PROBLEM DESCRIPTION
Find each line in the records below that contains the word "Configure", and copy it out.

Saved data entries

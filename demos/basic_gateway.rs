//! Basic example demonstrating gateway configuration and the three
//! response shapes.
//!
//! This example shows how to:
//! - Configure a gateway with a base URL and default headers
//! - Make a typed GET request
//! - Fetch an untyped JSON document with query parameters
//! - POST a JSON body built from a parameter map
//!
//! Run with: `cargo run --example basic_gateway`

use serde::Deserialize;
use serde_json::json;
use wicket::{Error, Gateway, RequestSpec};

#[derive(Debug, Deserialize)]
#[allow(dead_code)]
struct Post {
    #[serde(rename = "userId")]
    user_id: u32,
    id: u32,
    title: String,
    body: String,
}

#[tokio::main]
async fn main() -> Result<(), Error> {
    // Initialize tracing for logging
    tracing_subscriber::fmt()
        .with_env_filter("wicket=debug,basic_gateway=info")
        .init();

    // Configure the gateway once for the JSONPlaceholder API
    let gateway = Gateway::builder()
        .base_url("https://jsonplaceholder.typicode.com")
        .default_header("Accept", "application/json")
        .build();

    println!("=== Typed GET Request ===");
    let post: Post = gateway.get("/posts/1", Default::default()).await?;
    println!("Post ID: {}", post.id);
    println!("Title: {}", post.title);
    println!();

    println!("=== Untyped Document ===");
    let user = gateway
        .request_document(RequestSpec::get("/users/1"))
        .await?;
    println!("Keys: {:?}", user.keys().collect::<Vec<_>>());
    println!("Name: {:?}", user.get("name"));
    println!();

    println!("=== POST with a JSON Body ===");
    let created: Post = gateway
        .request_typed(
            RequestSpec::post("/posts")
                .with_param("title", json!("My New Post"))
                .with_param("body", json!("This is the content!"))
                .with_param("userId", json!(1)),
        )
        .await?;
    println!("Created post ID: {}", created.id);
    println!();

    println!("=== Runtime Reconfiguration ===");
    gateway.set_global_header("X-Request-Source", "basic-gateway-demo");
    println!("Defaults now: {:?}", gateway.default_headers());

    Ok(())
}
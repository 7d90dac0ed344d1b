//! Error types for gateway calls.
//!
//! Failures are surfaced to the caller through the same channel as success
//! (the returned `Result`), tagged by what went wrong. Engine transport
//! errors pass through opaquely; decode failures preserve the raw response
//! body for debugging. Nothing at this layer is retried or recovered.

/// The main error type for gateway calls.
///
/// # Examples
///
/// ```no_run
/// use wicket::{Gateway, Error, RequestSpec};
///
/// # async fn example() -> Result<(), Error> {
/// let gateway = Gateway::builder()
///     .base_url("https://api.example.com")
///     .build();
///
/// match gateway.request_document(RequestSpec::get("/endpoint")).await {
///     Ok(document) => println!("Success: {:?}", document),
///     Err(Error::InvalidResponse { raw_response }) => {
///         eprintln!("Expected a JSON document, got: {}", raw_response);
///     }
///     Err(Error::Decode { raw_response, serde_error }) => {
///         eprintln!("Failed to decode. Raw response: {}", raw_response);
///         eprintln!("Serde error: {}", serde_error);
///     }
///     Err(e) => eprintln!("Other error: {}", e),
/// }
/// # Ok(())
/// # }
/// ```
#[derive(thiserror::Error, Debug)]
pub enum Error {
    /// The HTTP engine failed to complete the request.
    ///
    /// Connection failures, DNS lookup failures, TLS problems and timeouts
    /// all end up here, passed through from the engine unchanged. The
    /// gateway never inspects or wraps these further.
    #[error("Engine error: {0}")]
    Engine(Box<dyn std::error::Error + Send + Sync>),

    /// The response parsed as JSON but the top-level value was not a
    /// key-value document.
    ///
    /// A JSON array or scalar where a document was required is not silently
    /// coerced; it is reported distinctly from a parse failure.
    #[error("Response is not a JSON document")]
    InvalidResponse {
        /// The raw response body as a string
        raw_response: String,
    },

    /// Failed to decode the response body into the expected shape.
    ///
    /// Preserves both the raw response text and the serde error message,
    /// making it easy to debug decode issues in production.
    #[error("Failed to decode response: {serde_error}")]
    Decode {
        /// The raw response body that failed to decode
        raw_response: String,
        /// The serde error message
        serde_error: String,
    },

    /// Failed to serialize the request body to JSON.
    #[error("Failed to serialize request: {0}")]
    Serialization(String),

    /// The final request URL could not be parsed.
    ///
    /// Base URLs are accepted without validation; a malformed one surfaces
    /// here when a request is built against it.
    #[error("Invalid URL: {0}")]
    InvalidUrl(#[from] url::ParseError),

    /// Invalid configuration, such as a header name or value the transport
    /// cannot represent.
    #[error("Configuration error: {0}")]
    Configuration(String),

    /// An application-level error built by the caller.
    #[error("{message} (code {code})")]
    Custom {
        /// Human-readable description
        message: String,
        /// Application-defined code
        code: i64,
    },

    /// Fallback when an error is constructed without a message.
    #[error("Unknown error")]
    Unknown,
}

impl From<reqwest::Error> for Error {
    fn from(err: reqwest::Error) -> Self {
        Error::Engine(Box::new(err))
    }
}

impl Error {
    /// Builds an application-level error from an optional message.
    ///
    /// With no message there is nothing to report, so this falls back to
    /// [`Error::Unknown`].
    ///
    /// # Examples
    ///
    /// ```
    /// use wicket::Error;
    ///
    /// let err = Error::custom(Some("user not found"), 404);
    /// assert_eq!(err.to_string(), "user not found (code 404)");
    ///
    /// let err = Error::custom(None, 404);
    /// assert!(matches!(err, Error::Unknown));
    /// ```
    pub fn custom(message: Option<&str>, code: i64) -> Self {
        match message {
            Some(message) => Error::Custom {
                message: message.to_string(),
                code,
            },
            None => Error::Unknown,
        }
    }

    /// Returns the raw response body if this error has one.
    ///
    /// Returns `Some(&str)` for [`Error::InvalidResponse`] and
    /// [`Error::Decode`], `None` for other error types.
    pub fn raw_response(&self) -> Option<&str> {
        match self {
            Error::InvalidResponse { raw_response } => Some(raw_response),
            Error::Decode { raw_response, .. } => Some(raw_response),
            _ => None,
        }
    }

    /// Returns `true` if this error came from the HTTP engine.
    pub fn is_engine(&self) -> bool {
        matches!(self, Error::Engine(_))
    }
}

/// A specialized `Result` type for gateway calls.
///
/// This is a convenience alias for `Result<T, Error>`.
pub type Result<T> = std::result::Result<T, Error>;
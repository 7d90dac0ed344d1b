//! Shared gateway configuration.

use std::collections::HashMap;

use crate::params::sanitize_strings;

/// Header automatically present on a fresh configuration.
const CONTENT_TYPE_JSON: (&str, &str) = ("Content-Type", "application/json");

/// The configuration shared by every request a gateway dispatches: the
/// base URL relative targets are appended to, and the default headers sent
/// with every call unless overridden.
///
/// A fresh configuration carries `Content-Type: application/json`. The
/// base URL is stored as given — no well-formedness check happens here;
/// an invalid base URL surfaces later as a request-build failure.
#[derive(Debug, Clone)]
pub struct GatewayConfig {
    base_url: String,
    default_headers: HashMap<String, String>,
}

impl GatewayConfig {
    /// Creates a configuration with an empty base URL and the default
    /// `Content-Type: application/json` header.
    pub fn new() -> Self {
        let mut default_headers = HashMap::new();
        default_headers.insert(CONTENT_TYPE_JSON.0.to_string(), CONTENT_TYPE_JSON.1.to_string());
        Self {
            base_url: String::new(),
            default_headers,
        }
    }

    /// Replaces the base URL, and optionally the default headers.
    ///
    /// The base URL is replaced unconditionally. The default headers are
    /// replaced wholesale only when a non-empty map is supplied; `None` or
    /// an empty map leaves the existing defaults untouched.
    pub fn initialise(
        &mut self,
        base_url: impl Into<String>,
        default_headers: Option<HashMap<String, String>>,
    ) {
        self.base_url = base_url.into();
        if let Some(headers) = default_headers {
            if !headers.is_empty() {
                self.default_headers = sanitize_strings(&headers);
            }
        }
    }

    /// Sets a default header, then purges any header with an empty value.
    ///
    /// Setting a header to `""` therefore removes it: an empty value means
    /// "do not send".
    pub fn set_global_header(&mut self, key: impl Into<String>, value: impl Into<String>) {
        self.default_headers.insert(key.into(), value.into());
        self.default_headers = sanitize_strings(&self.default_headers);
    }

    /// Removes a default header. Removing an absent key is a no-op.
    pub fn remove_global_header(&mut self, key: &str) {
        self.default_headers.remove(key);
        self.default_headers = sanitize_strings(&self.default_headers);
    }

    /// The current base URL.
    pub fn base_url(&self) -> &str {
        &self.base_url
    }

    /// The current default headers.
    pub fn default_headers(&self) -> &HashMap<String, String> {
        &self.default_headers
    }
}

impl Default for GatewayConfig {
    fn default() -> Self {
        Self::new()
    }
}

#[cfg(test)]
mod tests {
    use super::*;

    #[test]
    fn fresh_config_carries_json_content_type() {
        let config = GatewayConfig::new();
        assert_eq!(
            config.default_headers().get("Content-Type").map(String::as_str),
            Some("application/json")
        );
    }

    #[test]
    fn initialise_replaces_base_url_unconditionally() {
        let mut config = GatewayConfig::new();
        config.initialise("https://api.example.com", None);
        assert_eq!(config.base_url(), "https://api.example.com");

        config.initialise("https://other.example.com", None);
        assert_eq!(config.base_url(), "https://other.example.com");
    }

    #[test]
    fn initialise_keeps_defaults_unless_non_empty_map_supplied() {
        let mut config = GatewayConfig::new();

        config.initialise("https://api.example.com", Some(HashMap::new()));
        assert!(config.default_headers().contains_key("Content-Type"));

        let mut replacement = HashMap::new();
        replacement.insert("Authorization".to_string(), "Bearer token".to_string());
        config.initialise("https://api.example.com", Some(replacement));

        assert!(!config.default_headers().contains_key("Content-Type"));
        assert_eq!(
            config.default_headers().get("Authorization").map(String::as_str),
            Some("Bearer token")
        );
    }

    #[test]
    fn empty_valued_header_is_purged() {
        let mut config = GatewayConfig::new();
        config.set_global_header("X-Trace", "");
        assert!(!config.default_headers().contains_key("X-Trace"));
    }

    #[test]
    fn set_then_overwrite_global_header() {
        let mut config = GatewayConfig::new();
        config.set_global_header("Authorization", "Bearer a");
        config.set_global_header("Authorization", "Bearer b");
        assert_eq!(
            config.default_headers().get("Authorization").map(String::as_str),
            Some("Bearer b")
        );
    }

    #[test]
    fn remove_global_header_is_idempotent() {
        let mut config = GatewayConfig::new();
        config.set_global_header("X-Api-Key", "secret");

        config.remove_global_header("X-Api-Key");
        assert!(!config.default_headers().contains_key("X-Api-Key"));

        // Removing again, and removing a key that never existed, is a no-op.
        config.remove_global_header("X-Api-Key");
        config.remove_global_header("Never-Set");
    }
}
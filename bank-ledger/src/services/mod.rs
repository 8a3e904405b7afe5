//! Ledger store implementations, the transfer engine and metrics.

pub mod database;
pub mod memory;
pub mod metrics;
pub mod store;
pub mod transfer;

pub use database::{Database, PgUnitOfWork};
pub use memory::{MemoryStore, MemoryUnitOfWork};
pub use metrics::{get_metrics, init_metrics};
pub use store::{LedgerQueries, LedgerStore, UnitOfWork};
pub use transfer::{lock_ordered_adjustments, BalanceAdjustment, Side, TransferEngine};
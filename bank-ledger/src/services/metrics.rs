//! Prometheus metrics for bank-ledger.

use once_cell::sync::Lazy;
use prometheus::{
    register_counter_vec, register_histogram, register_histogram_vec, CounterVec, Histogram,
    HistogramVec, TextEncoder,
};

/// Transfer counter by outcome.
pub static TRANSFERS_TOTAL: Lazy<CounterVec> = Lazy::new(|| {
    register_counter_vec!(
        "ledger_transfers_total",
        "Total number of transfers attempted",
        &["status"] // ok, error - no account ids to keep cardinality bounded
    )
    .expect("Failed to register transfers_total")
});

/// End-to-end transfer duration, including lock waits.
pub static TRANSFER_DURATION: Lazy<Histogram> = Lazy::new(|| {
    register_histogram!(
        "ledger_transfer_duration_seconds",
        "Transfer unit of work duration in seconds",
        vec![0.001, 0.005, 0.01, 0.025, 0.05, 0.1, 0.25, 0.5, 1.0, 2.5, 5.0]
    )
    .expect("Failed to register transfer_duration")
});

/// Error counter for alerting.
pub static ERRORS_TOTAL: Lazy<CounterVec> = Lazy::new(|| {
    register_counter_vec!(
        "ledger_errors_total",
        "Total number of errors by type",
        &["error_type"]
    )
    .expect("Failed to register errors_total")
});

/// Database query duration histogram.
pub static DB_QUERY_DURATION: Lazy<HistogramVec> = Lazy::new(|| {
    register_histogram_vec!(
        "ledger_db_query_duration_seconds",
        "Database query duration in seconds",
        &["operation"],
        vec![0.001, 0.005, 0.01, 0.025, 0.05, 0.1, 0.25, 0.5, 1.0]
    )
    .expect("Failed to register db_query_duration")
});

/// Initialize all metrics (forces lazy initialization).
pub fn init_metrics() {
    Lazy::force(&TRANSFERS_TOTAL);
    Lazy::force(&TRANSFER_DURATION);
    Lazy::force(&ERRORS_TOTAL);
    Lazy::force(&DB_QUERY_DURATION);
}

/// Get metrics in Prometheus text format.
pub fn get_metrics() -> String {
    let encoder = TextEncoder::new();
    let metric_families = prometheus::gather();
    encoder
        .encode_to_string(&metric_families)
        .unwrap_or_default()
}
//! In-process ledger store.
//!
//! Mirrors the PostgreSQL store's observable behavior:
//! - every account row has its own lock, taken by `add_account_balance` and
//!   held until the unit of work ends;
//! - reads never wait on row locks and see the last committed version;
//! - a commit publishes its transfers, entries and balances all at once;
//! - staged rows pin the accounts they reference, so those accounts cannot be
//!   deleted underneath an open unit of work;
//! - ids come from counters that are never reused.
//!
//! Dropping an unfinished unit of work restores each touched balance and
//! releases its locks and pins.

use crate::error::LedgerError;
use crate::models::{
    Account, CreateAccount, CreateEntry, CreateTransfer, Entry, Pagination, Transfer,
};
use crate::services::store::{LedgerQueries, LedgerStore, UnitOfWork};
use async_trait::async_trait;
use chrono::Utc;
use dashmap::DashMap;
use std::sync::atomic::{AtomicI64, Ordering};
use std::sync::Arc;
use tokio::sync::{Mutex, OwnedMutexGuard, RwLock};
use tracing::{debug, instrument};

type RowLock = Arc<Mutex<Account>>;

struct AccountRow {
    /// Last committed version; what readers see.
    committed: Account,
    /// Row lock. The guarded value is the lock holder's working copy.
    lock: RowLock,
    /// Staged transfers and entries of open units of work that reference this row.
    pending_refs: usize,
}

struct Tables {
    accounts: DashMap<i64, AccountRow>,
    entries: DashMap<i64, Entry>,
    transfers: DashMap<i64, Transfer>,
    /// Commits and deletes take it exclusively, readers shared.
    visibility: RwLock<()>,
    next_account_id: AtomicI64,
    next_entry_id: AtomicI64,
    next_transfer_id: AtomicI64,
    non_negative_balances: bool,
}

impl Tables {
    fn new(non_negative_balances: bool) -> Self {
        Self {
            accounts: DashMap::new(),
            entries: DashMap::new(),
            transfers: DashMap::new(),
            visibility: RwLock::new(()),
            next_account_id: AtomicI64::new(1),
            next_entry_id: AtomicI64::new(1),
            next_transfer_id: AtomicI64::new(1),
            non_negative_balances,
        }
    }

    /// Lock an account row, waiting behind any unit of work holding it.
    async fn lock_row(&self, account_id: i64) -> Result<OwnedMutexGuard<Account>, LedgerError> {
        let lock = self
            .accounts
            .get(&account_id)
            .map(|row| Arc::clone(&row.lock))
            .ok_or(LedgerError::AccountNotFound(account_id))?;
        let guard = Arc::clone(&lock).lock_owned().await;

        // The row may have been deleted while we waited.
        let still_present = self
            .accounts
            .get(&account_id)
            .is_some_and(|row| Arc::ptr_eq(&row.lock, &lock));
        if !still_present {
            return Err(LedgerError::AccountNotFound(account_id));
        }

        Ok(guard)
    }

    fn check_balance(&self, account_id: i64, balance: i64) -> Result<(), LedgerError> {
        if self.non_negative_balances && balance < 0 {
            return Err(LedgerError::ConstraintViolation(format!(
                "balance of account {} rejected by accounts_balance_non_negative: {}",
                account_id, balance
            )));
        }
        Ok(())
    }

    /// Foreign-key check for a staged row. On success the account stays
    /// pinned until [`Tables::unpin`].
    fn pin(&self, operation: &str, account_id: i64) -> Result<(), LedgerError> {
        match self.accounts.get_mut(&account_id) {
            Some(mut row) => {
                row.pending_refs += 1;
                Ok(())
            }
            None => Err(LedgerError::ConstraintViolation(format!(
                "{} rejected: account {} does not exist",
                operation, account_id
            ))),
        }
    }

    fn unpin(&self, account_id: i64) {
        if let Some(mut row) = self.accounts.get_mut(&account_id) {
            row.pending_refs = row.pending_refs.saturating_sub(1);
        }
    }

    fn is_referenced(&self, account_id: i64) -> bool {
        self.entries.iter().any(|e| e.account_id == account_id)
            || self
                .transfers
                .iter()
                .any(|t| t.from_account_id == account_id || t.to_account_id == account_id)
    }
}

/// Ledger store kept entirely in process memory.
#[derive(Clone)]
pub struct MemoryStore {
    tables: Arc<Tables>,
}

impl MemoryStore {
    pub fn new() -> Self {
        Self {
            tables: Arc::new(Tables::new(false)),
        }
    }

    /// A store whose accounts carry a `balance >= 0` check constraint.
    pub fn with_non_negative_balances() -> Self {
        Self {
            tables: Arc::new(Tables::new(true)),
        }
    }

    /// Number of committed transfers.
    pub fn transfer_count(&self) -> usize {
        self.tables.transfers.len()
    }

    /// Number of committed entries.
    pub fn entry_count(&self) -> usize {
        self.tables.entries.len()
    }
}

impl Default for MemoryStore {
    fn default() -> Self {
        Self::new()
    }
}

#[async_trait]
impl LedgerStore for MemoryStore {
    type UnitOfWork = MemoryUnitOfWork;

    async fn begin(&self) -> Result<MemoryUnitOfWork, LedgerError> {
        Ok(MemoryUnitOfWork {
            tables: Arc::clone(&self.tables),
            held: Vec::new(),
            pinned: Vec::new(),
            transfers: Vec::new(),
            entries: Vec::new(),
        })
    }
}

struct HeldRow {
    guard: OwnedMutexGuard<Account>,
    original_balance: i64,
}

/// Unit of work over a [`MemoryStore`].
pub struct MemoryUnitOfWork {
    tables: Arc<Tables>,
    held: Vec<HeldRow>,
    /// One account id per foreign key of a staged row.
    pinned: Vec<i64>,
    transfers: Vec<Transfer>,
    entries: Vec<Entry>,
}

impl MemoryUnitOfWork {
    fn apply(&mut self, index: usize, delta: i64) -> Result<Account, LedgerError> {
        let row = &mut self.held[index].guard;
        let balance = row.balance.checked_add(delta).ok_or_else(|| {
            LedgerError::ConstraintViolation(format!(
                "balance of account {} out of range",
                row.id
            ))
        })?;
        self.tables.check_balance(row.id, balance)?;
        row.balance = balance;
        Ok(Account::clone(row))
    }

    fn pin(&mut self, operation: &str, account_id: i64) -> Result<(), LedgerError> {
        self.tables.pin(operation, account_id)?;
        self.pinned.push(account_id);
        Ok(())
    }

    fn release_pins(&mut self) {
        for account_id in self.pinned.drain(..) {
            self.tables.unpin(account_id);
        }
    }

    /// Undo balance changes, discard staged rows, release locks and pins.
    fn restore(&mut self) {
        for held in self.held.iter_mut() {
            held.guard.balance = held.original_balance;
        }
        self.held.clear();
        self.transfers.clear();
        self.entries.clear();
        self.release_pins();
    }
}

impl Drop for MemoryUnitOfWork {
    fn drop(&mut self) {
        if !self.held.is_empty() || !self.transfers.is_empty() || !self.entries.is_empty() {
            debug!("Unit of work dropped before completion, rolling back");
        }
        self.restore();
    }
}

#[async_trait]
impl UnitOfWork for MemoryUnitOfWork {
    async fn create_transfer(&mut self, input: &CreateTransfer) -> Result<Transfer, LedgerError> {
        self.pin("create transfer", input.from_account_id)?;
        self.pin("create transfer", input.to_account_id)?;

        let transfer = Transfer {
            id: self.tables.next_transfer_id.fetch_add(1, Ordering::SeqCst),
            from_account_id: input.from_account_id,
            to_account_id: input.to_account_id,
            amount: input.amount,
            created_at: Utc::now(),
        };
        self.transfers.push(transfer.clone());
        Ok(transfer)
    }

    async fn create_entry(&mut self, input: &CreateEntry) -> Result<Entry, LedgerError> {
        self.pin("create entry", input.account_id)?;

        let entry = Entry {
            id: self.tables.next_entry_id.fetch_add(1, Ordering::SeqCst),
            account_id: input.account_id,
            amount: input.amount,
            created_at: Utc::now(),
        };
        self.entries.push(entry.clone());
        Ok(entry)
    }

    #[instrument(skip(self))]
    async fn add_account_balance(
        &mut self,
        account_id: i64,
        delta: i64,
    ) -> Result<Account, LedgerError> {
        if let Some(index) = self.held.iter().position(|h| h.guard.id == account_id) {
            return self.apply(index, delta);
        }

        let guard = self.tables.lock_row(account_id).await?;
        let original_balance = guard.balance;
        self.held.push(HeldRow {
            guard,
            original_balance,
        });
        self.apply(self.held.len() - 1, delta)
    }

    async fn commit(mut self) -> Result<(), LedgerError> {
        let tables = Arc::clone(&self.tables);
        let _publish = tables.visibility.write().await;

        for transfer in self.transfers.drain(..) {
            tables.transfers.insert(transfer.id, transfer);
        }
        for entry in self.entries.drain(..) {
            tables.entries.insert(entry.id, entry);
        }
        for held in &self.held {
            if let Some(mut row) = tables.accounts.get_mut(&held.guard.id) {
                row.committed = Account::clone(&held.guard);
            }
        }
        // Committed rows now hold the references; pins are no longer needed.
        self.release_pins();
        self.held.clear();
        Ok(())
    }

    async fn rollback(mut self) -> Result<(), LedgerError> {
        self.restore();
        Ok(())
    }
}

fn page_of<T>(rows: Vec<T>, page: Pagination) -> Vec<T> {
    let offset = usize::try_from(page.clamped_offset()).unwrap_or(usize::MAX);
    let limit = usize::try_from(page.clamped_limit()).unwrap_or(usize::MAX);
    rows.into_iter().skip(offset).take(limit).collect()
}

#[async_trait]
impl LedgerQueries for MemoryStore {
    async fn create_account(&self, input: &CreateAccount) -> Result<Account, LedgerError> {
        let id = self.tables.next_account_id.fetch_add(1, Ordering::SeqCst);
        self.tables.check_balance(id, input.balance)?;

        let account = Account {
            id,
            owner: input.owner.clone(),
            balance: input.balance,
            currency: input.currency.as_str().to_string(),
            created_at: Utc::now(),
        };
        self.tables.accounts.insert(
            id,
            AccountRow {
                committed: account.clone(),
                lock: Arc::new(Mutex::new(account.clone())),
                pending_refs: 0,
            },
        );
        Ok(account)
    }

    async fn get_account(&self, account_id: i64) -> Result<Option<Account>, LedgerError> {
        let _snapshot = self.tables.visibility.read().await;
        Ok(self
            .tables
            .accounts
            .get(&account_id)
            .map(|row| row.committed.clone()))
    }

    async fn list_accounts(&self, page: Pagination) -> Result<Vec<Account>, LedgerError> {
        let _snapshot = self.tables.visibility.read().await;
        let mut accounts: Vec<Account> = self
            .tables
            .accounts
            .iter()
            .map(|row| row.committed.clone())
            .collect();
        accounts.sort_by_key(|a| a.id);
        Ok(page_of(accounts, page))
    }

    async fn update_account(
        &self,
        account_id: i64,
        balance: i64,
    ) -> Result<Option<Account>, LedgerError> {
        let mut working = match self.tables.lock_row(account_id).await {
            Ok(guard) => guard,
            Err(LedgerError::AccountNotFound(_)) => return Ok(None),
            Err(e) => return Err(e),
        };
        self.tables.check_balance(account_id, balance)?;

        let _publish = self.tables.visibility.write().await;
        working.balance = balance;
        let account = Account::clone(&working);
        if let Some(mut row) = self.tables.accounts.get_mut(&account_id) {
            row.committed = account.clone();
        }
        Ok(Some(account))
    }

    async fn delete_account(&self, account_id: i64) -> Result<bool, LedgerError> {
        let _working = match self.tables.lock_row(account_id).await {
            Ok(guard) => guard,
            Err(LedgerError::AccountNotFound(_)) => return Ok(false),
            Err(e) => return Err(e),
        };

        let _publish = self.tables.visibility.write().await;
        let referenced = self.tables.is_referenced(account_id);
        let removed = self
            .tables
            .accounts
            .remove_if(&account_id, |_, row| !referenced && row.pending_refs == 0);
        match removed {
            Some(_) => Ok(true),
            None => Err(LedgerError::ConstraintViolation(format!(
                "delete account rejected: account {} is referenced by the ledger",
                account_id
            ))),
        }
    }

    async fn get_entry(&self, entry_id: i64) -> Result<Option<Entry>, LedgerError> {
        let _snapshot = self.tables.visibility.read().await;
        Ok(self.tables.entries.get(&entry_id).map(|e| e.value().clone()))
    }

    async fn list_entries(
        &self,
        account_id: i64,
        page: Pagination,
    ) -> Result<Vec<Entry>, LedgerError> {
        let _snapshot = self.tables.visibility.read().await;
        let mut entries: Vec<Entry> = self
            .tables
            .entries
            .iter()
            .filter(|e| e.account_id == account_id)
            .map(|e| e.value().clone())
            .collect();
        entries.sort_by_key(|e| e.id);
        Ok(page_of(entries, page))
    }

    async fn get_transfer(&self, transfer_id: i64) -> Result<Option<Transfer>, LedgerError> {
        let _snapshot = self.tables.visibility.read().await;
        Ok(self
            .tables
            .transfers
            .get(&transfer_id)
            .map(|t| t.value().clone()))
    }

    async fn list_transfers(
        &self,
        from_account_id: i64,
        to_account_id: i64,
        page: Pagination,
    ) -> Result<Vec<Transfer>, LedgerError> {
        let _snapshot = self.tables.visibility.read().await;
        let mut transfers: Vec<Transfer> = self
            .tables
            .transfers
            .iter()
            .filter(|t| t.from_account_id == from_account_id || t.to_account_id == to_account_id)
            .map(|t| t.value().clone())
            .collect();
        transfers.sort_by_key(|t| t.id);
        Ok(page_of(transfers, page))
    }
}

OUTPUT OF THE EXERCISE
//! - Configure a gateway with a base URL and default headers
    // Configure the gateway once for the JSONPlaceholder API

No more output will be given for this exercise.